YOUR GOAL >>
Scan the entries below for the word "filename" and copy every line where it turns up.

(Stored items)
= Beginning of Section =

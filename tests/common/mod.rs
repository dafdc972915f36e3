//! Shared helpers for integration tests: throwaway document roots and a
//! minimal raw TCP client.

#![allow(dead_code)]

use std::net::SocketAddr;
use std::path::{Path, PathBuf};
use std::sync::atomic::{AtomicU64, Ordering};
use std::time::Duration;

use docserve::config::Config;
use docserve::server::{Admission, Server};
use tokio::io::{AsyncReadExt, AsyncWriteExt};
use tokio::net::TcpStream;
use tokio::task::JoinHandle;

pub const INDEX_BODY: &[u8] = b"<html><body>index</body></html>";
pub const NOT_FOUND_BODY: &[u8] = b"<html><body>missing</body></html>";
pub const SECRET_BODY: &[u8] = b"outside the root";

static DIR_COUNTER: AtomicU64 = AtomicU64::new(0);

/// A directory under the system temp dir, removed on drop.
pub struct TempDir {
    path: PathBuf,
}

impl TempDir {
    pub fn new(label: &str) -> Self {
        let path = std::env::temp_dir().join(format!(
            "docserve-{}-{}-{}",
            label,
            std::process::id(),
            DIR_COUNTER.fetch_add(1, Ordering::Relaxed)
        ));
        std::fs::create_dir_all(&path).unwrap();
        Self { path }
    }

    pub fn path(&self) -> &Path {
        &self.path
    }

    pub fn write(&self, relative: &str, contents: &[u8]) -> PathBuf {
        let path = self.path.join(relative);
        if let Some(parent) = path.parent() {
            std::fs::create_dir_all(parent).unwrap();
        }
        std::fs::write(&path, contents).unwrap();
        path
    }
}

impl Drop for TempDir {
    fn drop(&mut self) {
        let _ = std::fs::remove_dir_all(&self.path);
    }
}

/// Layout:
///
/// ```text
/// <tmp>/client/index.html
/// <tmp>/client/docs/index.html
/// <tmp>/notFoundHTML/notFound.html
/// <tmp>/secret.txt
/// ```
pub struct Fixture {
    pub dir: TempDir,
    pub config: Config,
}

pub fn fixture(label: &str) -> Fixture {
    let dir = TempDir::new(label);
    dir.write("client/index.html", INDEX_BODY);
    dir.write("client/docs/index.html", b"docs index");
    dir.write("notFoundHTML/notFound.html", NOT_FOUND_BODY);
    dir.write("secret.txt", SECRET_BODY);

    let mut config = Config::default();
    config.server.listen_addr = "127.0.0.1:0".to_string();
    config.server.read_timeout_ms = 30_000;
    config.server.shutdown_grace_ms = 100;
    config.static_files.root = dir.path().join("client");
    config.static_files.not_found_root = dir.path().join("notFoundHTML");

    Fixture { dir, config }
}

pub struct RunningServer {
    pub addr: SocketAddr,
    pub admission: Admission,
    pub handle: JoinHandle<()>,
}

impl Drop for RunningServer {
    fn drop(&mut self) {
        self.handle.abort();
    }
}

pub async fn start(config: &Config) -> RunningServer {
    let server = Server::bind(config).await.unwrap();
    let addr = server.local_addr().unwrap();
    let admission = server.admission();

    let handle = tokio::spawn(async move {
        let _ = server.run().await;
    });

    RunningServer {
        addr,
        admission,
        handle,
    }
}

/// Sends raw request bytes and reads until the server closes.
pub async fn send_raw(addr: SocketAddr, request: &[u8]) -> Vec<u8> {
    let mut stream = TcpStream::connect(addr).await.unwrap();
    stream.write_all(request).await.unwrap();
    read_all(&mut stream).await
}

pub async fn get(addr: SocketAddr, path: &str) -> Vec<u8> {
    send_raw(addr, format!("GET {} HTTP/1.1\r\nHost: localhost\r\n\r\n", path).as_bytes()).await
}

pub async fn read_all(stream: &mut TcpStream) -> Vec<u8> {
    let mut buf = Vec::new();
    tokio::time::timeout(Duration::from_secs(5), stream.read_to_end(&mut buf))
        .await
        .expect("server did not close the connection")
        .unwrap();
    buf
}

pub struct Parsed {
    pub status_line: String,
    pub content_type: String,
    pub body: Vec<u8>,
}

/// Splits a response into status line, content type and body.
pub fn parse_response(raw: &[u8]) -> Parsed {
    let head_end = raw
        .windows(4)
        .position(|w| w == b"\r\n\r\n")
        .expect("response has no header terminator");
    let head = std::str::from_utf8(&raw[..head_end]).unwrap();
    let mut lines = head.split("\r\n");

    let status_line = lines.next().unwrap().to_string();
    let content_type = lines
        .find_map(|l| l.strip_prefix("Content-type: "))
        .expect("missing Content-type header")
        .to_string();

    let body = raw[head_end + 4..]
        .strip_suffix(b"\r\n")
        .expect("missing trailing line terminator")
        .to_vec();

    Parsed {
        status_line,
        content_type,
        body,
    }
}

/// Polls until `check` holds or two seconds pass.
pub async fn eventually(mut check: impl FnMut() -> bool) -> bool {
    for _ in 0..200 {
        if check() {
            return true;
        }
        tokio::time::sleep(Duration::from_millis(10)).await;
    }
    check()
}
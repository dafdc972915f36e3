/// Represents a parsed request from a client.
///
/// Only the request target matters to this server. The method token is kept
/// for logging, and header lines are kept raw because nothing interprets them.
#[derive(Debug, Clone, PartialEq, Eq)]
pub struct Request {
    /// The first token of the request line (e.g. "GET"), never dispatched on
    pub method: String,
    /// The request target (e.g. "/index.html")
    pub path: String,
    /// Header lines in arrival order, without their line terminators
    pub headers: Vec<String>,
}

impl Request {
    /// Returns the request target without any query string or fragment.
    ///
    /// # Example
    ///
    /// ```
    /// # use docserve::http::request::Request;
    /// let req = Request {
    ///     method: "GET".to_string(),
    ///     path: "/search.html?q=rust#top".to_string(),
    ///     headers: Vec::new(),
    /// };
    /// assert_eq!(req.resource_path(), "/search.html");
    /// ```
    pub fn resource_path(&self) -> &str {
        let end = self
            .path
            .find(['?', '#'])
            .unwrap_or(self.path.len());
        &self.path[..end]
    }
}
use clap::Parser;
use docserve::config::{Args, Config, ConfigError, MAX_CONNECTIONS_LIMIT};
use std::path::PathBuf;
use std::time::Duration;

#[test]
fn test_config_defaults() {
    let cfg = Config::default();
    assert_eq!(cfg.server.listen_addr, "0.0.0.0:8080");
    assert_eq!(cfg.server.max_connections, 3);
    assert_eq!(cfg.static_files.root, PathBuf::from("./client"));
    assert_eq!(cfg.static_files.index_file, "index.html");
    assert_eq!(cfg.static_files.not_found_root, PathBuf::from("./notFoundHTML"));
    assert_eq!(cfg.static_files.not_found_file, "notFound.html");
}

#[test]
fn test_config_empty_yaml_uses_defaults() {
    let cfg = Config::from_yaml("").unwrap();
    assert_eq!(cfg.server.listen_addr, "0.0.0.0:8080");
}

#[test]
fn test_config_partial_yaml_keeps_other_defaults() {
    let yaml = r#"
server:
  max_connections: 8
  read_timeout_ms: 250
static_files:
  root: /srv/www
"#;
    let cfg = Config::from_yaml(yaml).unwrap();

    assert_eq!(cfg.server.max_connections, 8);
    assert_eq!(cfg.server.read_timeout(), Duration::from_millis(250));
    assert_eq!(cfg.server.listen_addr, "0.0.0.0:8080");
    assert_eq!(cfg.static_files.root, PathBuf::from("/srv/www"));
    assert_eq!(cfg.static_files.not_found_file, "notFound.html");
}

#[test]
fn test_config_rejects_zero_connections() {
    let result = Config::from_yaml("server:\n  max_connections: 0\n");
    assert!(matches!(result, Err(ConfigError::Invalid(_))));
}

#[test]
fn test_config_rejects_malformed_yaml() {
    let result = Config::from_yaml("server: [unclosed");
    assert!(matches!(result, Err(ConfigError::Parse(_))));
}

#[test]
fn test_config_missing_file() {
    let result = Config::from_file("/nonexistent/docserve.yaml");
    assert!(matches!(result, Err(ConfigError::Io { .. })));
}

#[test]
fn test_config_from_file() {
    let path = std::env::temp_dir().join(format!("docserve-config-{}.yaml", std::process::id()));
    std::fs::write(&path, "server:\n  listen_addr: \"127.0.0.1:9000\"\n").unwrap();

    let cfg = Config::from_file(&path).unwrap();
    std::fs::remove_file(&path).unwrap();

    assert_eq!(cfg.server.listen_addr, "127.0.0.1:9000");
}

#[test]
fn test_config_rejects_connection_limit_above_cap() {
    let yaml = format!("server:\n  max_connections: {}\n", MAX_CONNECTIONS_LIMIT + 1);
    assert!(matches!(Config::from_yaml(&yaml), Err(ConfigError::Invalid(_))));

    let result = Config::from_yaml("server:\n  max_connections: 18446744073709551615\n");
    assert!(matches!(result, Err(ConfigError::Invalid(_))));

    let yaml = format!("server:\n  max_connections: {}\n", MAX_CONNECTIONS_LIMIT);
    assert!(Config::from_yaml(&yaml).is_ok());
}

#[test]
fn test_config_args_without_file() {
    let args = Args::try_parse_from(["docserve"]).unwrap();
    let cfg = Config::from_args(&args).unwrap();
    assert_eq!(cfg.server.listen_addr, "0.0.0.0:8080");
}

#[test]
fn test_config_args_port_override() {
    let path = std::env::temp_dir().join(format!("docserve-args-{}.yaml", std::process::id()));
    std::fs::write(&path, "server:\n  listen_addr: \"127.0.0.1:9000\"\n").unwrap();

    let args = Args::try_parse_from(["docserve", path.to_str().unwrap(), "3000"]).unwrap();
    let cfg = Config::from_args(&args).unwrap();
    std::fs::remove_file(&path).unwrap();

    assert_eq!(cfg.server.listen_addr, "127.0.0.1:3000");
}

#[test]
fn test_config_args_invalid_port() {
    let result = Args::try_parse_from(["docserve", "docserve.yaml", "http"]);
    assert!(result.is_err());

    let result = Args::try_parse_from(["docserve", "docserve.yaml", "70000"]);
    assert!(result.is_err());
}

#[test]
fn test_config_args_help_is_not_a_path() {
    let err = Args::try_parse_from(["docserve", "--help"]).unwrap_err();
    assert_eq!(err.kind(), clap::error::ErrorKind::DisplayHelp);
}

#[test]
fn test_config_port_override_needs_host_port_addr() {
    let mut cfg = Config::default();
    cfg.server.listen_addr = "localhost".to_string();
    assert!(matches!(cfg.server.with_port(3000), Err(ConfigError::Invalid(_))));

    cfg.server.listen_addr = "[::1]:8080".to_string();
    assert_eq!(cfg.server.with_port(3000).unwrap(), "[::1]:3000");
}
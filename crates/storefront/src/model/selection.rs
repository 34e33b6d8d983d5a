//! Controlled selection state.
//!
//! Selection widgets never own the values they display. They read them from
//! a [`SelectionSource`] and change them only through
//! [`SelectionSource::update`], which is given a pure function from the
//! previous selection to the next one. Because the function always sees the
//! current values, concurrent external changes are never overwritten by a
//! stale copy.

use std::sync::Arc;

use parking_lot::Mutex;
use storefront_core::Signal;
use storefront_core::logging::targets;

/// An externally owned, ordered selection of option values.
pub trait SelectionSource: Send + Sync {
    /// A snapshot of the selected values, in insertion order.
    fn values(&self) -> Vec<String>;

    /// Replace the selection with `f(previous)`.
    fn update(&self, f: &dyn Fn(&[String]) -> Vec<String>);

    /// Replace the selection with `values`, regardless of what it was.
    fn replace(&self, values: Vec<String>) {
        self.update(&move |_| values.clone());
    }

    /// Check if `value` is selected.
    fn contains(&self, value: &str) -> bool {
        self.values().iter().any(|v| v == value)
    }
}

/// Append `value` if absent, otherwise remove its first occurrence.
pub fn toggled(previous: &[String], value: &str) -> Vec<String> {
    let mut next = previous.to_vec();
    match next.iter().position(|v| v == value) {
        Some(index) => {
            next.remove(index);
        }
        None => next.push(value.to_string()),
    }
    next
}

/// Every value except `value`.
pub fn without(previous: &[String], value: &str) -> Vec<String> {
    previous.iter().filter(|v| *v != value).cloned().collect()
}

struct SharedSelectionInner {
    values: Mutex<Vec<String>>,
    changed: Signal<Vec<String>>,
}

/// A cloneable selection store.
///
/// Clones share the same values. [`changed`](Self::changed) is emitted after
/// every update that alters the values, with the lock already released, so
/// slots may read or update the selection again.
#[derive(Clone)]
pub struct SharedSelection {
    inner: Arc<SharedSelectionInner>,
}

impl SharedSelection {
    /// Create an empty selection.
    pub fn new() -> Self {
        Self::with_values(Vec::new())
    }

    /// Create a selection holding `values`.
    pub fn with_values(values: Vec<String>) -> Self {
        Self {
            inner: Arc::new(SharedSelectionInner {
                values: Mutex::new(values),
                changed: Signal::new(),
            }),
        }
    }

    /// Signal emitted with the new values after each effective change.
    pub fn changed(&self) -> &Signal<Vec<String>> {
        &self.inner.changed
    }

    pub fn len(&self) -> usize {
        self.inner.values.lock().len()
    }

    pub fn is_empty(&self) -> bool {
        self.inner.values.lock().is_empty()
    }

    /// Remove every value.
    pub fn clear(&self) {
        self.update(&|_| Vec::new());
    }
}

impl Default for SharedSelection {
    fn default() -> Self {
        Self::new()
    }
}

impl std::fmt::Debug for SharedSelection {
    fn fmt(&self, f: &mut std::fmt::Formatter<'_>) -> std::fmt::Result {
        f.debug_tuple("SharedSelection")
            .field(&*self.inner.values.lock())
            .finish()
    }
}

impl SelectionSource for SharedSelection {
    fn values(&self) -> Vec<String> {
        self.inner.values.lock().clone()
    }

    fn update(&self, f: &dyn Fn(&[String]) -> Vec<String>) {
        let next = {
            let mut values = self.inner.values.lock();
            let next = f(values.as_slice());
            if next == *values {
                return;
            }
            *values = next.clone();
            next
        };
        tracing::debug!(target: targets::SELECTION, values = ?next, "selection changed");
        self.inner.changed.emit(next);
    }
}

static_assertions::assert_impl_all!(SharedSelection: Send, Sync);

#[cfg(test)]
mod tests {
    use super::*;
    use std::sync::atomic::{AtomicUsize, Ordering};

    fn strings(values: &[&str]) -> Vec<String> {
        values.iter().map(|v| v.to_string()).collect()
    }

    #[test]
    fn test_toggled_appends_then_removes() {
        let once = toggled(&strings(&["a"]), "b");
        assert_eq!(once, strings(&["a", "b"]));
        assert_eq!(toggled(&once, "b"), strings(&["a"]));
    }

    #[test]
    fn test_without_removes_only_that_value() {
        assert_eq!(without(&strings(&["a", "b", "c"]), "b"), strings(&["a", "c"]));
    }

    #[test]
    fn test_update_sees_latest_values() {
        let selection = SharedSelection::new();
        let other_handle = selection.clone();

        selection.update(&|prev| toggled(prev, "x"));
        other_handle.update(&|prev| toggled(prev, "y"));
        selection.update(&|prev| toggled(prev, "x"));

        assert_eq!(selection.values(), strings(&["y"]));
    }

    #[test]
    fn test_changed_emitted_only_on_difference() {
        let selection = SharedSelection::new();
        let count = Arc::new(AtomicUsize::new(0));
        let count_clone = count.clone();
        selection.changed().connect(move |_| {
            count_clone.fetch_add(1, Ordering::SeqCst);
        });

        selection.replace(strings(&["a"]));
        selection.replace(strings(&["a"]));
        selection.clear();

        assert_eq!(count.load(Ordering::SeqCst), 2);
        assert!(selection.is_empty());
    }

    #[test]
    fn test_slot_may_read_selection() {
        let selection = SharedSelection::new();
        let seen = Arc::new(Mutex::new(Vec::new()));

        let reader = selection.clone();
        let seen_clone = seen.clone();
        selection.changed().connect(move |_| {
            *seen_clone.lock() = reader.values();
        });

        selection.replace(strings(&["z"]));
        assert_eq!(*seen.lock(), strings(&["z"]));
        assert!(selection.contains("z"));
    }
}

= End of Section =

RESPONSE BOX >>
filename tests/common/mod.rs
filename crates/storefront/src/model/selection.rs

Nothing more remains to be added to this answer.